Work task: Begin with the first line of the entries below. Copy each line exactly, stopping after the one that contains "pub fn js_error_text(err: &JsValue)".

Records for processing:

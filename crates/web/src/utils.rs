// =============================================================================
// Mapea Web - Utility Functions
// =============================================================================
// Table of Contents:
// 1. DOM Utilities
// 2. JS Interop
// =============================================================================

use wasm_bindgen::JsValue;
use web_sys::{Element, Window};

// -----------------------------------------------------------------------------
// 1. DOM Utilities
// -----------------------------------------------------------------------------

/// The browser window, if there is one.
pub fn window() -> Option<Window> {
    web_sys::window()
}

/// Current URL pathname.
pub fn get_pathname() -> Option<String> {
    window()?.location().pathname().ok()
}

/// A query parameter from the current URL.
pub fn get_query_param(name: &str) -> Option<String> {
    let search = window()?.location().search().ok()?;
    let params = web_sys::UrlSearchParams::new_with_str(&search).ok()?;
    params.get(name)
}

/// Element with the given id in the current document.
pub fn element_by_id(id: &str) -> Option<Element> {
    window()?.document()?.get_element_by_id(id)
}

// -----------------------------------------------------------------------------
// 2. JS Interop
// -----------------------------------------------------------------------------

/// Readable text for a thrown JS value.
pub fn js_error_text(err: &JsValue) -> String {
    err.as_string().unwrap_or_else(|| format!("{:?}", err))
}
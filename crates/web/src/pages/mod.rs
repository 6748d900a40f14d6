// =============================================================================
// Mapea Web - Page Components
// =============================================================================

pub mod landing;

pub use landing::LandingPage;
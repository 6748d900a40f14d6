// =============================================================================
// Mapea Web - Site Configuration
// =============================================================================
// Table of Contents:
// 1. Environment
// 2. Router Options
// 3. Site Config
// =============================================================================

// -----------------------------------------------------------------------------
// 1. Environment
// -----------------------------------------------------------------------------

/// Build environment, selected at compile time through `ENVIRONMENT`.
#[derive(Clone, Copy, Debug, Default, PartialEq, Eq)]
pub enum Environment {
    Development,
    #[default]
    Production,
}

impl Environment {
    /// Parse an environment name. Anything unrecognised is production.
    pub fn from_name(name: Option<&str>) -> Self {
        match name {
            Some("development") | Some("dev") => Environment::Development,
            _ => Environment::Production,
        }
    }
}

// -----------------------------------------------------------------------------
// 2. Router Options
// -----------------------------------------------------------------------------

/// Scroll detection and initial-load settings for the section router.
#[derive(Clone, Debug, PartialEq)]
pub struct RouterOptions {
    /// IntersectionObserver root margin. The band covers the upper third of
    /// the viewport.
    pub root_margin: &'static str,

    /// IntersectionObserver threshold.
    pub threshold: f64,

    /// Delay before the initial scroll so layout can settle.
    pub settle_delay_ms: u32,
}

impl Default for RouterOptions {
    fn default() -> Self {
        Self {
            root_margin: "-20% 0px -70% 0px",
            threshold: 0.0,
            settle_delay_ms: 100,
        }
    }
}

// -----------------------------------------------------------------------------
// 3. Site Config
// -----------------------------------------------------------------------------

/// localStorage key holding the last chosen language.
pub const LANGUAGE_STORAGE_KEY: &str = "mapea-language";

const DEFAULT_SITE_URL: &str = "https://mapea.cr";

/// Static site configuration provided through app state.
#[derive(Clone, Debug, PartialEq)]
pub struct SiteConfig {
    pub environment: Environment,

    /// Public base URL of the site.
    pub site_url: String,

    /// Storage key for the persisted language preference.
    pub language_storage_key: &'static str,

    pub router: RouterOptions,
}

impl SiteConfig {
    /// Build the config from compile-time environment variables.
    pub fn from_env() -> Self {
        let environment = Environment::from_name(option_env!("ENVIRONMENT"));
        let site_url = option_env!("SITE_URL")
            .unwrap_or(DEFAULT_SITE_URL)
            .trim_end_matches('/')
            .to_string();

        Self {
            environment,
            site_url,
            language_storage_key: LANGUAGE_STORAGE_KEY,
            router: RouterOptions::default(),
        }
    }

    /// Console log level for this environment.
    pub fn log_level(&self) -> log::Level {
        match self.environment {
            Environment::Development => log::Level::Debug,
            Environment::Production => log::Level::Info,
        }
    }
}

impl Default for SiteConfig {
    fn default() -> Self {
        Self::from_env()
    }
}

#[cfg(test)]
mod tests {
    use super::*;

    #[test]
    fn test_environment_from_name() {
        assert_eq!(Environment::from_name(Some("development")), Environment::Development);
        assert_eq!(Environment::from_name(Some("staging")), Environment::Production);
        assert_eq!(Environment::from_name(None), Environment::Production);
    }

    #[test]
    fn test_router_defaults_bias_upper_third() {
        let options = RouterOptions::default();
        assert_eq!(options.root_margin, "-20% 0px -70% 0px");
        assert_eq!(options.threshold, 0.0);
        assert_eq!(options.settle_delay_ms, 100);
    }

    #[test]
    fn test_log_level_follows_environment() {
        let mut config = SiteConfig::from_env();
        config.environment = Environment::Development;
        assert_eq!(config.log_level(), log::Level::Debug);
        config.environment = Environment::Production;
        assert_eq!(config.log_level(), log::Level::Info);
        assert_eq!(config.language_storage_key, "mapea-language");
    }
}
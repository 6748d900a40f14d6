// =============================================================================
// Mapea Web - Internationalization
// =============================================================================
// Table of Contents:
// 1. Submodules
// 2. Re-exports
// =============================================================================

pub mod catalog;
pub mod context;
pub mod language;
pub mod resolver;
pub mod switch;

pub use catalog::{Catalog, I18nError, Namespace, SeoStrings};
pub use context::{use_i18n, I18n};
pub use language::{language_from_path, language_prefix, localized_path, Language};
pub use resolver::{resolve, translate, TranslationValue};
pub use switch::{bootstrap_redirect, preferred_language, switch_language};
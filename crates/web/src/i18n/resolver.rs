// =============================================================================
// Mapea Web - Translation Resolver
// =============================================================================
// Dotted-key lookup over a typed translation tree. Lookups never fail: an
// unresolved key comes back unchanged.
// =============================================================================

use std::collections::BTreeMap;

use serde::Deserialize;

/// A node of a translation tree as loaded from a locale file.
#[derive(Clone, Debug, PartialEq, Deserialize)]
#[serde(untagged)]
pub enum TranslationValue {
    Text(String),
    Map(BTreeMap<String, TranslationValue>),
    /// Arrays, numbers, booleans and null. Never resolvable as text.
    Other(serde_json::Value),
}

impl TranslationValue {
    /// An empty branch.
    pub fn empty() -> Self {
        TranslationValue::Map(BTreeMap::new())
    }

    /// Child node for one key segment, if this node is a branch.
    pub fn child(&self, segment: &str) -> Option<&TranslationValue> {
        match self {
            TranslationValue::Map(children) => children.get(segment),
            _ => None,
        }
    }

    pub fn as_text(&self) -> Option<&str> {
        match self {
            TranslationValue::Text(text) => Some(text),
            _ => None,
        }
    }
}

impl Default for TranslationValue {
    fn default() -> Self {
        Self::empty()
    }
}

/// Walk `key` segment by segment and return the string leaf it names.
pub fn resolve<'a>(tree: &'a TranslationValue, key: &str) -> Option<&'a str> {
    key.split('.')
        .try_fold(tree, |node, segment| node.child(segment))?
        .as_text()
}

/// Like [`resolve`], but falls back to the key itself.
pub fn translate<'a>(tree: &'a TranslationValue, key: &'a str) -> &'a str {
    resolve(tree, key).unwrap_or(key)
}
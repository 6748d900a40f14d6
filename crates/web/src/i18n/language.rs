// =============================================================================
// Mapea Web - Supported Languages
// =============================================================================
// Table of Contents:
// 1. Language
// 2. Path Helpers
// =============================================================================

use std::fmt;

use serde::{Deserialize, Serialize};

// -----------------------------------------------------------------------------
// 1. Language
// -----------------------------------------------------------------------------

/// A site language. The set is closed: English and Spanish.
#[derive(Clone, Copy, Debug, Default, PartialEq, Eq, Hash, Serialize, Deserialize)]
#[serde(rename_all = "lowercase")]
pub enum Language {
    #[default]
    En,
    Es,
}

impl Language {
    /// All supported languages, default first.
    pub const ALL: [Language; 2] = [Language::En, Language::Es];

    pub const DEFAULT: Language = Language::En;

    /// Two-letter code used in URLs and storage.
    pub fn code(&self) -> &'static str {
        match self {
            Language::En => "en",
            Language::Es => "es",
        }
    }

    /// Parse an exact two-letter code.
    pub fn from_code(code: &str) -> Option<Self> {
        Self::ALL.into_iter().find(|lang| lang.code() == code)
    }

    /// The other language, for the single-button switcher.
    pub fn toggled(&self) -> Self {
        match self {
            Language::En => Language::Es,
            Language::Es => Language::En,
        }
    }

    /// Open Graph locale tag.
    pub fn og_locale(&self) -> &'static str {
        match self {
            Language::En => "en_US",
            Language::Es => "es_ES",
        }
    }

    /// Name of the language in itself.
    pub fn native_name(&self) -> &'static str {
        match self {
            Language::En => "English",
            Language::Es => "Español",
        }
    }
}

impl fmt::Display for Language {
    fn fmt(&self, f: &mut fmt::Formatter<'_>) -> fmt::Result {
        f.write_str(self.code())
    }
}

// -----------------------------------------------------------------------------
// 2. Path Helpers
// -----------------------------------------------------------------------------

/// Language named by the first path segment, if it is a supported code.
pub fn language_prefix(path: &str) -> Option<Language> {
    path.split('/')
        .find(|segment| !segment.is_empty())
        .and_then(Language::from_code)
}

/// Resolve the page language from the URL: path prefix first, then the
/// `lang` query parameter, then the default.
pub fn language_from_path(path: &str, lang_query: Option<&str>) -> Language {
    language_prefix(path)
        .or_else(|| lang_query.and_then(Language::from_code))
        .unwrap_or(Language::DEFAULT)
}

/// Rewrite `path` under `lang`.
///
/// A leading segment that is exactly a supported code is replaced. Anything
/// else is kept as is and the new prefix is put in front of it.
pub fn localized_path(path: &str, lang: Language) -> String {
    let trimmed = path.trim_start_matches('/');
    let (first, rest) = match trimmed.find('/') {
        Some(idx) => (&trimmed[..idx], &trimmed[idx..]),
        None => (trimmed, ""),
    };

    if Language::from_code(first).is_some() {
        format!("/{}{}", lang.code(), rest)
    } else if trimmed.is_empty() {
        format!("/{}", lang.code())
    } else {
        format!("/{}/{}", lang.code(), trimmed)
    }
}

#[cfg(test)]
mod tests {
    use super::*;

    #[test]
    fn test_code_round_trip_and_unknown() {
        for lang in Language::ALL {
            assert_eq!(Language::from_code(lang.code()), Some(lang));
        }
        assert_eq!(Language::from_code("fr"), None);
        assert_eq!(Language::from_code("EN"), None);
        assert_eq!(Language::from_code("eng"), None);
    }

    #[test]
    fn test_toggle_and_locale() {
        assert_eq!(Language::En.toggled(), Language::Es);
        assert_eq!(Language::Es.toggled(), Language::En);
        assert_eq!(Language::Es.og_locale(), "es_ES");
    }

    #[test]
    fn test_serde_uses_codes() {
        assert_eq!(serde_json::to_string(&Language::Es).unwrap(), "\"es\"");
        let lang: Language = serde_json::from_str("\"en\"").unwrap();
        assert_eq!(lang, Language::En);
    }

    #[test]
    fn test_language_from_path() {
        assert_eq!(language_from_path("/es/services", None), Language::Es);
        assert_eq!(language_from_path("/en", Some("es")), Language::En);
        assert_eq!(language_from_path("/", Some("es")), Language::Es);
        assert_eq!(language_from_path("/", Some("de")), Language::En);
        assert_eq!(language_from_path("/español/x", None), Language::En);
    }

    #[test]
    fn test_localized_path_replaces_known_prefix() {
        assert_eq!(localized_path("/en/services", Language::Es), "/es/services");
        assert_eq!(localized_path("/es", Language::En), "/en");
        assert_eq!(localized_path("/es/", Language::En), "/en/");
    }

    #[test]
    fn test_localized_path_prefixes_unknown() {
        assert_eq!(localized_path("/", Language::Es), "/es");
        assert_eq!(localized_path("/services", Language::Es), "/es/services");
        assert_eq!(localized_path("/fr/contact", Language::En), "/en/fr/contact");
        assert_eq!(localized_path("/english", Language::Es), "/es/english");
    }
}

Output of the task:
filename crates/web/src/utils.rs
// =============================================================================
// Mapea Web - Utility Functions
// =============================================================================
// Table of Contents:
// 1. DOM Utilities
// 2. JS Interop
// =============================================================================

use wasm_bindgen::JsValue;
use web_sys::{Element, Window};

// -----------------------------------------------------------------------------
// 1. DOM Utilities
// -----------------------------------------------------------------------------

/// The browser window, if there is one.
pub fn window() -> Option<Window> {
    web_sys::window()
}

/// Current URL pathname.
pub fn get_pathname() -> Option<String> {
    window()?.location().pathname().ok()
}

/// A query parameter from the current URL.
pub fn get_query_param(name: &str) -> Option<String> {
    let search = window()?.location().search().ok()?;
    let params = web_sys::UrlSearchParams::new_with_str(&search).ok()?;
    params.get(name)
}

/// Element with the given id in the current document.
pub fn element_by_id(id: &str) -> Option<Element> {
    window()?.document()?.get_element_by_id(id)
}

// -----------------------------------------------------------------------------
// 2. JS Interop
// -----------------------------------------------------------------------------

/// Readable text for a thrown JS value.
pub fn js_error_text(err: &JsValue) -> String {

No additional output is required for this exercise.